PROVIDED ENTRIES Block Start
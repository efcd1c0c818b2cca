//! Metadata lookup against a public book API and merging of the result
//! into catalog records.

use std::collections::HashSet;
use std::sync::OnceLock;

use regex::Regex;
use reqwest::blocking::Client;
use serde::Deserialize;

use crate::config::{Config, BOOKS_BASE_URL};
use crate::dedup::{self, MAX_SCORE};
use crate::error::Result;
use crate::http::{self, RetryPolicy};
use crate::models::BookRecord;

const SERVICE: &str = "google books";
const MAX_CANDIDATES: usize = 5;
const MIN_CONFIDENCE: f64 = 0.45;

static BRACKET_RE: OnceLock<Regex> = OnceLock::new();
static EDITION_RE: OnceLock<Regex> = OnceLock::new();
static SPACE_RE: OnceLock<Regex> = OnceLock::new();

/// Structured fields of one metadata match.
#[derive(Debug, Clone, Default, PartialEq)]
pub struct BookMetadata {
  pub title: Option<String>,
  pub authors: Vec<String>,
  pub cover_url: Option<String>,
  pub description: Option<String>,
  pub publisher: Option<String>,
  pub published_date: Option<String>,
  pub page_count: Option<u32>,
  pub categories: Vec<String>,
  pub language: Option<String>,
  pub average_rating: Option<f64>,
  pub ratings_count: Option<u64>,
  pub preview_link: Option<String>,
}

/// Source of book metadata, queried by title and optional author.
pub trait MetadataSource {
  /// The best match for the query, if any is good enough.
  fn lookup(&self, title: &str, author: Option<&str>) -> Result<Option<BookMetadata>>;
}

#[derive(Deserialize)]
struct VolumesResponse {
  #[serde(default)]
  items: Vec<Volume>,
}

#[derive(Deserialize)]
#[serde(rename_all = "camelCase")]
struct Volume {
  #[serde(default)]
  volume_info: VolumeInfo,
}

#[derive(Deserialize, Default)]
#[serde(rename_all = "camelCase", default)]
struct VolumeInfo {
  title: Option<String>,
  authors: Vec<String>,
  publisher: Option<String>,
  published_date: Option<String>,
  description: Option<String>,
  page_count: Option<u32>,
  categories: Vec<String>,
  average_rating: Option<f64>,
  ratings_count: Option<u64>,
  language: Option<String>,
  preview_link: Option<String>,
  image_links: Option<ImageLinks>,
}

#[derive(Deserialize, Default)]
#[serde(rename_all = "camelCase", default)]
struct ImageLinks {
  thumbnail: Option<String>,
  small_thumbnail: Option<String>,
}

impl From<VolumeInfo> for BookMetadata {
  fn from(info: VolumeInfo) -> Self {
    let cover_url = info
      .image_links
      .and_then(|links| links.thumbnail.or(links.small_thumbnail))
      .map(|url| url.replace("http://", "https://"));
    BookMetadata {
      title: info.title,
      authors: info.authors,
      cover_url,
      description: info.description,
      publisher: info.publisher,
      published_date: info.published_date,
      page_count: info.page_count.filter(|count| *count > 0),
      categories: info.categories,
      language: info.language,
      average_rating: info.average_rating,
      ratings_count: info.ratings_count,
      preview_link: info.preview_link.map(|url| url.replace("http://", "https://")),
    }
  }
}

pub struct GoogleBooksClient {
  http: Client,
  base_url: String,
  api_key: Option<String>,
  retry: RetryPolicy,
}

impl GoogleBooksClient {
  pub fn new(api_key: Option<String>) -> Result<Self> {
    Self::with_base_url(api_key, BOOKS_BASE_URL.to_string())
  }

  pub fn with_base_url(api_key: Option<String>, base_url: String) -> Result<Self> {
    Ok(GoogleBooksClient {
      http: http::build_client()?,
      base_url: base_url.trim_end_matches('/').to_string(),
      api_key,
      retry: RetryPolicy::default(),
    })
  }

  pub fn from_config(config: &Config) -> Result<Self> {
    Self::with_base_url(config.api_key.clone(), config.books_base_url.clone())
  }

  pub fn with_retry(mut self, retry: RetryPolicy) -> Self {
    self.retry = retry;
    self
  }

  fn search(&self, title: &str, author: Option<&str>) -> Result<Vec<BookMetadata>> {
    let mut terms = vec![format!("intitle:{}", title)];
    if let Some(author) = author {
      terms.push(format!("inauthor:{}", author));
    }
    let mut url = format!(
      "{}/volumes?q={}&maxResults={}",
      self.base_url,
      urlencoding::encode(&terms.join(" ")),
      MAX_CANDIDATES
    );
    if let Some(key) = self.api_key.as_deref() {
      url.push_str("&key=");
      url.push_str(&urlencoding::encode(key));
    }

    let response = http::send_with_retry(SERVICE, &self.retry, || self.http.get(&url))?;
    let data: VolumesResponse = response.json()?;
    Ok(
      data
        .items
        .into_iter()
        .take(MAX_CANDIDATES)
        .map(|volume| BookMetadata::from(volume.volume_info))
        .collect(),
    )
  }
}

impl MetadataSource for GoogleBooksClient {
  fn lookup(&self, title: &str, author: Option<&str>) -> Result<Option<BookMetadata>> {
    let clean_title = clean_search_title(title);
    if clean_title.is_empty() {
      return Ok(None);
    }
    let clean_author = author.and_then(clean_search_author);

    let mut candidates = self.search(&clean_title, clean_author.as_deref())?;
    if candidates.is_empty() && clean_author.is_some() {
      log::debug!("no results for {:?} with author, retrying title only", clean_title);
      candidates = self.search(&clean_title, None)?;
    }
    Ok(best_candidate(candidates, &clean_title, clean_author.as_deref()))
  }
}

/// Picks the candidate closest to the query. Earlier results start with a
/// higher base confidence; anything under the floor is discarded.
pub fn best_candidate(
  candidates: Vec<BookMetadata>,
  title: &str,
  author: Option<&str>,
) -> Option<BookMetadata> {
  let author = author.unwrap_or("");
  let mut best: Option<(f64, BookMetadata)> = None;
  for (index, candidate) in candidates.into_iter().enumerate() {
    let base = 0.75 - index as f64 * 0.05;
    let title_score = similarity(candidate.title.as_deref().unwrap_or(""), title);
    let author_score = if author.is_empty() {
      1.0
    } else {
      similarity(&candidate.authors.join(" "), author)
    };
    let confidence = (base * (title_score * 0.7 + author_score * 0.3)).min(0.95);
    if confidence < MIN_CONFIDENCE {
      continue;
    }
    match &best {
      Some((best_confidence, _)) if confidence <= *best_confidence => {}
      _ => best = Some((confidence, candidate)),
    }
  }
  best.map(|(_, candidate)| candidate)
}

fn similarity(a: &str, b: &str) -> f64 {
  let a_tokens = tokenize(a);
  let b_tokens = tokenize(b);
  if a_tokens.is_empty() || b_tokens.is_empty() {
    return 0.2;
  }
  let intersection = a_tokens.iter().filter(|token| b_tokens.contains(*token)).count();
  let union = a_tokens.union(&b_tokens).count();
  intersection as f64 / union as f64
}

fn tokenize(value: &str) -> HashSet<String> {
  value
    .to_lowercase()
    .replace(|ch: char| !ch.is_alphanumeric() && !ch.is_whitespace(), " ")
    .split_whitespace()
    .map(|token| token.to_string())
    .collect()
}

/// Strips file extensions, download-site tags, edition counters and stray
/// punctuation from a title before it is used as a query.
pub fn clean_search_title(title: &str) -> String {
  let mut cleaned = title.trim().to_string();

  for ext in [".epub", ".pdf", ".mobi", ".azw", ".azw3", ".fb2", ".djvu"] {
    let cut = cleaned.len().saturating_sub(ext.len());
    if cleaned.is_char_boundary(cut) && cleaned[cut..].eq_ignore_ascii_case(ext) {
      cleaned.truncate(cut);
    }
  }

  let bracket_re = BRACKET_RE.get_or_init(|| {
    Regex::new(r"(?i)\s*[\[\(][^\]\)]*(?:calibre|z-lib|epub|pdf|lib\.org|libgen|www\.|http)[^\]\)]*[\]\)]")
      .expect("bracket pattern is valid")
  });
  cleaned = bracket_re.replace_all(&cleaned, "").to_string();

  let edition_re =
    EDITION_RE.get_or_init(|| Regex::new(r"\s*\(\d+\)\s*$").expect("edition pattern is valid"));
  cleaned = edition_re.replace_all(&cleaned, "").to_string();

  cleaned = cleaned.replace('_', " ");
  let space_re = SPACE_RE.get_or_init(|| Regex::new(r"\s+").expect("space pattern is valid"));
  cleaned = space_re.replace_all(&cleaned, " ").to_string();

  cleaned
    .trim()
    .trim_matches(|c: char| !c.is_alphanumeric() && c != ' ')
    .trim()
    .to_string()
}

/// `None` when the author string is too short, mostly non-letters, or a
/// placeholder such as "Unknown".
pub fn clean_search_author(author: &str) -> Option<String> {
  let cleaned = author.trim();
  if cleaned.chars().count() < 2 {
    return None;
  }

  let total = cleaned.chars().count();
  let alpha_count = cleaned.chars().filter(|c| c.is_alphabetic()).count();
  if alpha_count < total / 2 {
    return None;
  }

  let lower = cleaned.to_lowercase();
  if lower.contains("unknown") || lower.contains("various") || lower == "author" {
    return None;
  }

  Some(cleaned.to_string())
}

/// What an enrichment pass is allowed to change.
#[derive(Debug, Clone, Copy, Default, PartialEq)]
pub struct MergeMode {
  /// Replace fields that already hold a value.
  pub overwrite: bool,
  /// Touch only the cover reference.
  pub covers_only: bool,
}

/// Whether a record is worth a lookup under `mode`.
pub fn needs_enrichment(record: &BookRecord, mode: MergeMode) -> bool {
  let has_title = record
    .title
    .as_deref()
    .map(|title| !title.trim().is_empty())
    .unwrap_or(false);
  if !has_title {
    return false;
  }
  if mode.overwrite {
    return true;
  }
  if mode.covers_only {
    return !record.has_cover();
  }
  dedup::score(record) < MAX_SCORE
}

/// Copies metadata into `record` and returns how many fields changed.
/// Title, author and saga are never touched: they carry the record's
/// identity.
pub fn merge_metadata(record: &mut BookRecord, metadata: &BookMetadata, mode: MergeMode) -> usize {
  let mut changed = 0;
  changed += merge_field(&mut record.cover_url, non_blank(&metadata.cover_url), mode.overwrite);
  if mode.covers_only {
    return changed;
  }

  changed += merge_field(&mut record.description, non_blank(&metadata.description), mode.overwrite);
  changed += merge_field(&mut record.publisher, non_blank(&metadata.publisher), mode.overwrite);
  changed += merge_field(
    &mut record.published_date,
    non_blank(&metadata.published_date),
    mode.overwrite,
  );
  changed += merge_field(&mut record.page_count, metadata.page_count, mode.overwrite);
  let categories = Some(metadata.categories.clone()).filter(|values| !values.is_empty());
  changed += merge_field(&mut record.categories, categories, mode.overwrite);
  changed += merge_field(&mut record.language, non_blank(&metadata.language), mode.overwrite);
  changed += merge_field(&mut record.average_rating, metadata.average_rating, mode.overwrite);
  changed += merge_field(&mut record.ratings_count, metadata.ratings_count, mode.overwrite);
  changed += merge_field(&mut record.preview_link, non_blank(&metadata.preview_link), mode.overwrite);
  changed
}

fn non_blank(value: &Option<String>) -> Option<String> {
  value
    .as_deref()
    .map(str::trim)
    .filter(|inner| !inner.is_empty())
    .map(|inner| inner.to_string())
}

fn merge_field<T: PartialEq + IsBlank>(slot: &mut Option<T>, incoming: Option<T>, overwrite: bool) -> usize {
  let incoming = match incoming {
    Some(value) => value,
    None => return 0,
  };
  let occupied = slot.as_ref().map(|current| !current.is_blank()).unwrap_or(false);
  if occupied && (!overwrite || slot.as_ref() == Some(&incoming)) {
    return 0;
  }
  *slot = Some(incoming);
  1
}

trait IsBlank {
  fn is_blank(&self) -> bool;
}

impl IsBlank for String {
  fn is_blank(&self) -> bool {
    self.trim().is_empty()
  }
}

impl IsBlank for Vec<String> {
  fn is_blank(&self) -> bool {
    self.is_empty()
  }
}

impl IsBlank for u32 {
  fn is_blank(&self) -> bool {
    false
  }
}

impl IsBlank for u64 {
  fn is_blank(&self) -> bool {
    false
  }
}

impl IsBlank for f64 {
  fn is_blank(&self) -> bool {
    false
  }
}
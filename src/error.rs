use thiserror::Error;

/// Errors surfaced by catalog, remote store and enrichment operations.
#[derive(Debug, Error)]
pub enum ShelfError {
  #[error("io error: {0}")]
  Io(#[from] std::io::Error),

  #[error("json error: {0}")]
  Json(#[from] serde_json::Error),

  #[error("invalid catalog: {0}")]
  InvalidCatalog(String),

  #[error("config error: {0}")]
  Config(String),

  #[error("http error: {0}")]
  Http(#[from] reqwest::Error),

  #[error("{service} returned status {status}: {body}")]
  Status {
    service: &'static str,
    status: u16,
    body: String,
  },

  #[error("{service} still rate limited after {attempts} attempts")]
  RateLimited {
    service: &'static str,
    attempts: u32,
  },
}

impl ShelfError {
  /// Whether the error came from a remote call rather than local input.
  pub fn is_external(&self) -> bool {
    matches!(
      self,
      ShelfError::Http(_) | ShelfError::Status { .. } | ShelfError::RateLimited { .. }
    )
  }
}

pub type Result<T> = std::result::Result<T, ShelfError>;

#[cfg(test)]
mod tests {
  use super::ShelfError;

  #[test]
  fn external_errors_are_classified() {
    let rate_limited = ShelfError::RateLimited {
      service: "google books",
      attempts: 3,
    };
    assert!(rate_limited.is_external());
    assert!(rate_limited.to_string().contains("3 attempts"));

    let invalid = ShelfError::InvalidCatalog("entry 2 has no id".to_string());
    assert!(!invalid.is_external());
  }
}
PROVIDED ENTRIES Block End
TASK BRIEF
Your task is to reproduce the entries exactly, starting at the first line and ending with the line containing "use crate::models::BookRecord;".

ANSWER TO THE PROBLEM
repository efcd1c0c818b2cca
//! Metadata lookup against a public book API and merging of the result
//! into catalog records.

use std::collections::HashSet;
use std::sync::OnceLock;

use regex::Regex;
use reqwest::blocking::Client;
use serde::Deserialize;

use crate::config::{Config, BOOKS_BASE_URL};
use crate::dedup::{self, MAX_SCORE};
use crate::error::Result;
use crate::http::{self, RetryPolicy};
use crate::models::BookRecord;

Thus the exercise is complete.